Die eingegangene Antwort lautete: Niemand hat uns darüber informiert, dass der Fall abgeschlossen wurde. Mir liegt ein Artikel vom 15. August vor, in dem es heißt, der Fall sei noch nicht abgeschlossen. Wir arbeiten hier noch an der Forensik. am besten. („Niemand hat uns darüber informiert, dass der Fall abgeschlossen ist. Mir liegt ein Artikel vom 15. August vor, dass der Fall noch offen ist. Wir arbeiten immer noch an der forensischen Untersuchung. Alles Gute.“)

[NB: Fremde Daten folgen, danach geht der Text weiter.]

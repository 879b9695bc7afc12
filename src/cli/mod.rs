//! Command-line interface for adaptable.
//!
//! Provides commands for importing UniProt queries into a database file,
//! classifying saved entries offline, and inspecting database files.

use std::path::{Path, PathBuf};

use anyhow::{Context, Result};
use clap::{Parser, Subcommand};

use crate::adapters::{CachedSource, ResponseCache, SearchQuery, UniProtClient};
use crate::config;
use crate::core::{codec, Classifier, ClassifierTables, Document, Importer};
use crate::domain::{Entry, FanoutSink, LogFileSink, TracingSink};
use crate::library::Library;

/// adaptable - UniProt importer for the ADAPTABLE peptide database
#[derive(Parser, Debug)]
#[command(name = "adaptable")]
#[command(author, version, about, long_about = None)]
pub struct Cli {
    /// Be verbose (debug logging, diagnostics echoed to the terminal)
    #[arg(short, long, global = true)]
    pub verbose: bool,

    #[command(subcommand)]
    pub command: Commands,
}

#[derive(Subcommand, Debug)]
pub enum Commands {
    /// Process a UniProt query and create a database accordingly
    Import {
        /// Query to send to UniProt
        query: String,

        /// Maximum sequence length (number of residues)
        #[arg(long)]
        max_length: Option<usize>,

        /// Search for non-reviewed entries
        #[arg(long)]
        nonreviewed: bool,

        /// Base name of the database file (saved as <basename>_<query>)
        #[arg(long)]
        basename: Option<String>,

        /// Existing database; entries already in it are not counted as new
        #[arg(long)]
        existing: Option<PathBuf>,

        /// Do not read or write the response cache
        #[arg(long)]
        no_cache: bool,

        /// Where to write warning messages
        #[arg(long)]
        log_file: Option<PathBuf>,
    },

    /// Populate an entry from a saved UniProt XML file and print its record
    Classify {
        /// UniProt XML file
        file: PathBuf,

        /// Print diagnostics as JSON
        #[arg(long)]
        json: bool,
    },

    /// Show entries of a database file
    Show {
        /// Database file
        file: PathBuf,

        /// Show the full listing of the entry with this sequence
        #[arg(short, long)]
        sequence: Option<String>,

        /// Maximum number of entries to list
        #[arg(short, long, default_value = "20")]
        limit: usize,
    },

    /// Check a database file for malformed records
    Check {
        /// Database file
        file: PathBuf,

        /// Rewrite the file in canonical form, dropping malformed records
        #[arg(long)]
        rewrite: bool,
    },

    /// Show resolved configuration (debug)
    Config,
}

impl Cli {
    /// Execute the CLI command
    pub async fn execute(self) -> Result<()> {
        match self.command {
            Commands::Import {
                query,
                max_length,
                nonreviewed,
                basename,
                existing,
                no_cache,
                log_file,
            } => {
                let options = ImportOptions {
                    query,
                    max_length,
                    nonreviewed,
                    basename,
                    existing,
                    no_cache,
                    log_file,
                    verbose: self.verbose,
                };
                run_import(options).await
            }
            Commands::Classify { file, json } => classify_file(&file, json).await,
            Commands::Show {
                file,
                sequence,
                limit,
            } => show_library(&file, sequence.as_deref(), limit).await,
            Commands::Check { file, rewrite } => check_library(&file, rewrite).await,
            Commands::Config => show_config(),
        }
    }
}

struct ImportOptions {
    query: String,
    max_length: Option<usize>,
    nonreviewed: bool,
    basename: Option<String>,
    existing: Option<PathBuf>,
    no_cache: bool,
    log_file: Option<PathBuf>,
    verbose: bool,
}

/// Build the classifier from the built-in tables and configuration
fn build_classifier() -> Result<Classifier> {
    let cfg = config::config()?;
    let tables = ClassifierTables::uniprot()
        .context("Classifier tables do not match the schema")?
        .with_ignored_databases(cfg.ignored_databases.iter().cloned());
    Ok(Classifier::new(tables))
}

/// Import a UniProt query into a new database file
async fn run_import(options: ImportOptions) -> Result<()> {
    let cfg = config::config()?;

    let query = SearchQuery::new(
        options.query,
        options.max_length.unwrap_or(cfg.import.max_length),
        !options.nonreviewed && cfg.import.reviewed,
    );

    let client = UniProtClient::new(cfg.uniprot.base_url.clone())
        .with_timeouts(cfg.uniprot.search_timeout(), cfg.uniprot.fetch_timeout());
    let classifier = build_classifier()?;

    let mut importer = if options.no_cache {
        Importer::new(client, classifier)
    } else {
        Importer::new(
            CachedSource::new(client, ResponseCache::new(&cfg.cache)),
            classifier,
        )
    }
    .with_max_errors(cfg.import.max_errors);

    if let Some(path) = &options.existing {
        let reference = Library::open(path).await?;
        eprintln!("Loaded {} entries from {}", reference.len(), path.display());
        importer = importer.with_reference(reference);
    }

    let basename = options
        .basename
        .unwrap_or_else(|| cfg.import.basename.clone());
    let output = PathBuf::from(format!("{}_{}", basename, query.terms));
    let log_path = options
        .log_file
        .unwrap_or_else(|| cfg.import.log_file.clone());

    let mut log_sink = LogFileSink::create(&log_path)?;
    let mut tracing_sink = TracingSink;
    let mut library = Library::new();

    eprintln!(
        "Interrogating UniProt with the query '{}' and a max sequence length of {} (reviewed={})",
        query.terms, query.max_length, query.reviewed
    );

    let outcome = {
        let mut sink = FanoutSink::new().with(&mut log_sink);
        if options.verbose {
            sink = sink.with(&mut tracing_sink);
        }

        tokio::select! {
            result = importer.run(&query, &mut library, &mut sink) => Some(result),
            _ = tokio::signal::ctrl_c() => None,
        }
    };
    log_sink.flush()?;

    let Some(summary) = outcome.transpose()? else {
        eprintln!("Keyboard interrupt triggered! Exiting without saving");
        return Ok(());
    };

    library.save_to(&output).await?;

    if summary.aborted {
        eprintln!("ERROR: Max errors ({}) reached... Aborted", cfg.import.max_errors);
    }
    if summary.known_entries > 0 {
        eprintln!("{} entries were already in the existing database", summary.known_entries);
    }
    eprintln!("Summary: {}", summary);
    eprintln!("Database saved to '{}'", output.display());
    eprintln!("All warning messages are saved in '{}'!", log_path.display());

    Ok(())
}

/// Classify a saved UniProt XML entry
async fn classify_file(path: &Path, json: bool) -> Result<()> {
    let xml = tokio::fs::read_to_string(path)
        .await
        .with_context(|| format!("Failed to read entry file: {}", path.display()))?;

    let document = Document::parse(&xml)
        .with_context(|| format!("Failed to parse entry file: {}", path.display()))?;
    let sequence = document.sequence()?;

    let mut entry = Entry::try_new(sequence)?;
    let classification = build_classifier()?.populate(&mut entry, &document);

    print!("{}", codec::encode(&entry));

    if json {
        let rendered = serde_json::to_string_pretty(&classification.diagnostics)?;
        println!("{}", rendered);
    } else {
        for diagnostic in &classification.diagnostics {
            eprintln!("[{}] {}", diagnostic.category, diagnostic.message);
        }
    }

    Ok(())
}

/// List entries of a database file
async fn show_library(path: &Path, sequence: Option<&str>, limit: usize) -> Result<()> {
    let outcome = Library::open_lenient(path).await?;
    let library = outcome.library;

    if let Some(sequence) = sequence {
        let entry = library
            .get(sequence)
            .ok_or_else(|| anyhow::anyhow!("Sequence not found: {}", sequence))?;
        print!("{}", entry.human_readable());
        return Ok(());
    }

    if library.is_empty() {
        println!("Database is empty.");
        return Ok(());
    }

    println!("{:<40} {:<50}", "NAME", "SEQUENCE");
    println!("{}", "-".repeat(90));

    for entry in library.iter().take(limit) {
        println!(
            "{:<40} {:<50}",
            truncate(entry.name(), 37),
            truncate(entry.sequence(), 47)
        );
    }

    println!("\nTotal: {} entries", library.len());
    if !outcome.skipped.is_empty() {
        println!("({} malformed records skipped)", outcome.skipped.len());
    }

    Ok(())
}

/// Report malformed records, optionally rewriting the file
async fn check_library(path: &Path, rewrite: bool) -> Result<()> {
    let outcome = Library::open_lenient(path).await?;
    let library = &outcome.library;

    for error in &outcome.skipped {
        println!("{}", error);
    }

    let replaced = library.read_order().len() - library.len();
    println!(
        "{} entries loaded, {} records skipped, {} replaced by a later record with the same sequence",
        library.len(),
        outcome.skipped.len(),
        replaced
    );

    if rewrite {
        library.save_to(path).await?;
    } else if !outcome.skipped.is_empty() {
        std::process::exit(1);
    }

    Ok(())
}

/// Show the resolved configuration (for debugging)
fn show_config() -> Result<()> {
    let cfg = config::config()?;

    println!("ADAPTABLE importer configuration");
    println!("{}", "=".repeat(40));
    println!(
        "Config file: {}",
        cfg.config_file
            .as_ref()
            .map(|p| p.display().to_string())
            .unwrap_or_else(|| "(none - using defaults)".to_string())
    );
    println!();
    println!("Paths:");
    println!("  Home:     {}", cfg.home.display());
    println!("  Cache:    {}", cfg.cache.display());
    println!("  Log file: {}", cfg.import.log_file.display());
    println!();
    println!("UniProt:");
    println!("  Base URL:       {}", cfg.uniprot.base_url);
    println!("  Search timeout: {}s", cfg.uniprot.search_timeout_seconds);
    println!("  Fetch timeout:  {}s", cfg.uniprot.fetch_timeout_seconds);
    println!();
    println!("Import defaults:");
    println!("  Max length: {}", cfg.import.max_length);
    println!("  Reviewed:   {}", cfg.import.reviewed);
    println!("  Max errors: {}", cfg.import.max_errors);
    println!("  Basename:   {}", cfg.import.basename);
    if !cfg.ignored_databases.is_empty() {
        println!();
        println!("Extra ignored databases: {}", cfg.ignored_databases.join(", "));
    }

    Ok(())
}

fn truncate(text: &str, max: usize) -> String {
    match text.char_indices().nth(max) {
        Some((idx, _)) => format!("{}...", &text[..idx]),
        None => text.to_string(),
    }
}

  • Wir brauchen starke Argumente

Ist es möglich, die Ergebnisse forensischer und toxikologischer Untersuchungen anzufechten? Mit dieser Frage wandte sich „Freitag“ an die Kandidatin der Rechtswissenschaften, außerordentliche Professorin der Abteilung für Kriminologie, forensische Untersuchungen und Rechtspsychologie der Belarussischen Staatlichen Universität Elena Igorevna Foigel.

Laut Elena Igorevna ist es möglich, gegen das Untersuchungsergebnis Berufung einzulegen, wenn stichhaltige Argumente vorliegen. Es versteht sich, dass es sich bei dem Ergebnis einer gerichtsmedizinischen Untersuchung um eine Amtshandlung handelt. Dieses Dokument ist ein wichtiger Beweis. Das Gesetz enthält Angaben zum Zeitpunkt und zu den Bedingungen der Prüfung, Angaben zum Untersuchungsgegenstand und den daran beteiligten Sachverständigen sowie vor allem umfassende Antworten auf die von der Untersuchung und dem Gericht gestellten Fragen.

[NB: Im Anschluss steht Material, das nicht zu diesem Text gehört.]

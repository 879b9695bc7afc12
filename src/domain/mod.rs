//! Domain types for the ADAPTABLE database.
//!
//! This module contains the core data structures:
//! - Schema: the fixed table of 65 property slots
//! - Entry: one sequence record and its slot values
//! - Diagnostic: advisory warnings and the sinks that receive them

pub mod diagnostic;
pub mod entry;
pub mod schema;

// Re-export commonly used types
pub use diagnostic::{
    Diagnostic, DiagnosticCategory, DiagnosticSink, FanoutSink, LogFileSink, MemorySink,
    TracingSink,
};
pub use entry::{Entry, EntryError};
pub use schema::{slots, UnknownSlot, SLOT_COUNT, SLOT_NAMES};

Ist der Geschädigte mit dem Ergebnis der gerichtsmedizinischen Untersuchung nicht einverstanden, ist er der Ansicht, dass dieses im Widerspruch zu anderen Beweisen des Falles steht oder zweifelhafte Informationen enthält, hat er das Recht, beim Gericht eine zusätzliche oder wiederholte gerichtsmedizinische Untersuchung zu beantragen.

Lehnt das Gericht den Antrag auf eine zusätzliche oder erneute Prüfung ab, können die Parteien eine unabhängige forensische Untersuchung anordnen. „Wenn die Untersuchung vom Untersuchungsausschuss durchgeführt wurde, gibt es keinen Grund, an den Ergebnissen der Untersuchung zu zweifeln“, ist sich Elena Igorevna sicher.